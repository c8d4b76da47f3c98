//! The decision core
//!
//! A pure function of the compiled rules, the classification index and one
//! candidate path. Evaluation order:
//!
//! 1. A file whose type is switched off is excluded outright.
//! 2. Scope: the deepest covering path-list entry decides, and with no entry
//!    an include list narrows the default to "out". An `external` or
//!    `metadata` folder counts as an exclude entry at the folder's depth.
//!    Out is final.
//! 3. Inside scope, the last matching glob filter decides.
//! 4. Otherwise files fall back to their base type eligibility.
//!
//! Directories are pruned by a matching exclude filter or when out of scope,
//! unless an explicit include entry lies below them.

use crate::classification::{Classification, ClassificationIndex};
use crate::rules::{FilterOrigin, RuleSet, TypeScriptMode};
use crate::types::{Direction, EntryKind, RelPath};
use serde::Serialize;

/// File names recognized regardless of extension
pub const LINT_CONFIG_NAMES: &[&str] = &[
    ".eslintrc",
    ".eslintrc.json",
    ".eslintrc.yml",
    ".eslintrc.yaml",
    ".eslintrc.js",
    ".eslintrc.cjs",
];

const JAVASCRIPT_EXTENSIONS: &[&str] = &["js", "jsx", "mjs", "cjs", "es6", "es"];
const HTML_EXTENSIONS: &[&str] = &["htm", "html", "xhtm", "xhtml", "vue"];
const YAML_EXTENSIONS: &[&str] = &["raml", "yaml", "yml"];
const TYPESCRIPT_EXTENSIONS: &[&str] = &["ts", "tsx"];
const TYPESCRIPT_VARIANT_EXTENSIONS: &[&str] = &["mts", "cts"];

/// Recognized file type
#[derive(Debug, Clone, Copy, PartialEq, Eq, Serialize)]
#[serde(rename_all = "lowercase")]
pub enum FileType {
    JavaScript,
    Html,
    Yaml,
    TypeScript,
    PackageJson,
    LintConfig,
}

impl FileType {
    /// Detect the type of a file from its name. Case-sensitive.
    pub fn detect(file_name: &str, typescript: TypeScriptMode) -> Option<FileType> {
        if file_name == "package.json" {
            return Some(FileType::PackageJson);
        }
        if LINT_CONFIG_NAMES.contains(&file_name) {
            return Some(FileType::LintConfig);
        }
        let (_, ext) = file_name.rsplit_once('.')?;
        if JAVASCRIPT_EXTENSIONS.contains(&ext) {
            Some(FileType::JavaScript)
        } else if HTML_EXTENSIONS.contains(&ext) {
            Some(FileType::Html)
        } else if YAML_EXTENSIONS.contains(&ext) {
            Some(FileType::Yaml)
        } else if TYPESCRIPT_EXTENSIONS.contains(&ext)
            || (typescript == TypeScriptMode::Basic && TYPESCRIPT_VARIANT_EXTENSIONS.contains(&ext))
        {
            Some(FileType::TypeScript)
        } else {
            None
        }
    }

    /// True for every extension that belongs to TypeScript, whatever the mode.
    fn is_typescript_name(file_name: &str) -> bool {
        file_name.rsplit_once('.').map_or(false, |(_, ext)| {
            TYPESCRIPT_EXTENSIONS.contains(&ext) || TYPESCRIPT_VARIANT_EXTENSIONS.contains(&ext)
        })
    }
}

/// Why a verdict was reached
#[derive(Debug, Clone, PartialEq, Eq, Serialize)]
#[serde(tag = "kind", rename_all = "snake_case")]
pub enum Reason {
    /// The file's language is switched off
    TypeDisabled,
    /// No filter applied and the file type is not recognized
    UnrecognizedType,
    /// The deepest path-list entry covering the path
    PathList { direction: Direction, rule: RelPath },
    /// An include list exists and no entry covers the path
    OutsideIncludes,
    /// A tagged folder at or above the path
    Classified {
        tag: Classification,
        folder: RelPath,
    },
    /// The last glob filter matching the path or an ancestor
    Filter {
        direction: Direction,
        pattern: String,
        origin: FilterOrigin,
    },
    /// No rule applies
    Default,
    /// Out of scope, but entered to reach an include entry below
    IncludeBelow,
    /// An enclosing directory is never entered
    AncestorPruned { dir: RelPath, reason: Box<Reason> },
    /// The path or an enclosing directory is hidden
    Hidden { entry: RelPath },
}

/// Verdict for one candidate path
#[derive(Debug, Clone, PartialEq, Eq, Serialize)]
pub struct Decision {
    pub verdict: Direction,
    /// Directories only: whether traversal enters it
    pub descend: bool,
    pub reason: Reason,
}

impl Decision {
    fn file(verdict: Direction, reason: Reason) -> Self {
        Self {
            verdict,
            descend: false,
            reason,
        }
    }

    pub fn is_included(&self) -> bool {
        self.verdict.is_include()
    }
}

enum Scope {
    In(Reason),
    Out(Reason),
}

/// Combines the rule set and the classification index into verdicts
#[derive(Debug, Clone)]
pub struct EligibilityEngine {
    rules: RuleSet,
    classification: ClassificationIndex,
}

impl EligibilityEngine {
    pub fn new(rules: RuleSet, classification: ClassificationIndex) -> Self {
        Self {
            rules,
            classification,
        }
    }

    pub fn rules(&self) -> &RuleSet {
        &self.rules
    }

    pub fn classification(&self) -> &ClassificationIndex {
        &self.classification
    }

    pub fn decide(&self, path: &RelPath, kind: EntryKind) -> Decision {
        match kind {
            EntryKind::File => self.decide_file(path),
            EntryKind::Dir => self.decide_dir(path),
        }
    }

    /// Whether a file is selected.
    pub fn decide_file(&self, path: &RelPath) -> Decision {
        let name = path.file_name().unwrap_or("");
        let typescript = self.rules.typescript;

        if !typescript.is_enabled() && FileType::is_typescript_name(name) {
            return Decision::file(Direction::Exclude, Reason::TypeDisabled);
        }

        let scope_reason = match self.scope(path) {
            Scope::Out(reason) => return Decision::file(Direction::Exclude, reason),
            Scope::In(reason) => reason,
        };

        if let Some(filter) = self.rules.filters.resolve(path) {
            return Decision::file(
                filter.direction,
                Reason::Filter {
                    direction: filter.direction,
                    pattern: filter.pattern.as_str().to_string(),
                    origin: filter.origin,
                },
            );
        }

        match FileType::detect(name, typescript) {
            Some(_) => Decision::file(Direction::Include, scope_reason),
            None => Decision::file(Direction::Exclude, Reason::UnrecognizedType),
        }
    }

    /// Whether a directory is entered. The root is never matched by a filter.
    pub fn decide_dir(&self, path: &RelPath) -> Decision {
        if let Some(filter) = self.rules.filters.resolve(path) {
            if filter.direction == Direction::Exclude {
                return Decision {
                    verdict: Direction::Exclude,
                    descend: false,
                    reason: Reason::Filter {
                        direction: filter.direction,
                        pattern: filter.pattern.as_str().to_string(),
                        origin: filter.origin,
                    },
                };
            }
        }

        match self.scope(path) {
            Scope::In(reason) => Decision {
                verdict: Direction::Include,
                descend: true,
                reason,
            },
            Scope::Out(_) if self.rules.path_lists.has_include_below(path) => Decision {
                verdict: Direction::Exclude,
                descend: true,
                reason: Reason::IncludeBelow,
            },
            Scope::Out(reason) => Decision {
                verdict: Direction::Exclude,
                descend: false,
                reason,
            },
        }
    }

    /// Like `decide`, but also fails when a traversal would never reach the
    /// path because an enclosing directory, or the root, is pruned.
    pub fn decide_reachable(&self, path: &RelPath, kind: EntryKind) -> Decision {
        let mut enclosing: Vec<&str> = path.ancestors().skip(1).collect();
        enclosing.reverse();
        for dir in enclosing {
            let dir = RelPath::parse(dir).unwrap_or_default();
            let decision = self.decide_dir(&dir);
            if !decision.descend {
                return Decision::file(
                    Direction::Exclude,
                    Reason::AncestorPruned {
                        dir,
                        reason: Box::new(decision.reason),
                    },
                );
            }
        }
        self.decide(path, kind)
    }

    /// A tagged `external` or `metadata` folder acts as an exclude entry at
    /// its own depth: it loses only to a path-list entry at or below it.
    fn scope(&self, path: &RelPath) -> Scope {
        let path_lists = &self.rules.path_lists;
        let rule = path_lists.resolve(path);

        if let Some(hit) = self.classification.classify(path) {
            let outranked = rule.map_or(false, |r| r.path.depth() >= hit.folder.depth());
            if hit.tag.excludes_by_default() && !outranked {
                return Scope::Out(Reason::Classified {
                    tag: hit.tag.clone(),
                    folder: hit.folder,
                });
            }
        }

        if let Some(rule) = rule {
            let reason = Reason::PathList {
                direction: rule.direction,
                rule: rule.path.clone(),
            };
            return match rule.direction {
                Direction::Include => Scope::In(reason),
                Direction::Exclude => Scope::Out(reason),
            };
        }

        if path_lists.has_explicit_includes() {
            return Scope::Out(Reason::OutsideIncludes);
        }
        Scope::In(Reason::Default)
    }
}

### WORK REQUEST
Looking through the data above, copy out each line in which the string "TypeDisabled" occurs.

### RESPONSE TO THIS TASK
    TypeDisabled,
            return Decision::file(Direction::Exclude, Reason::TypeDisabled);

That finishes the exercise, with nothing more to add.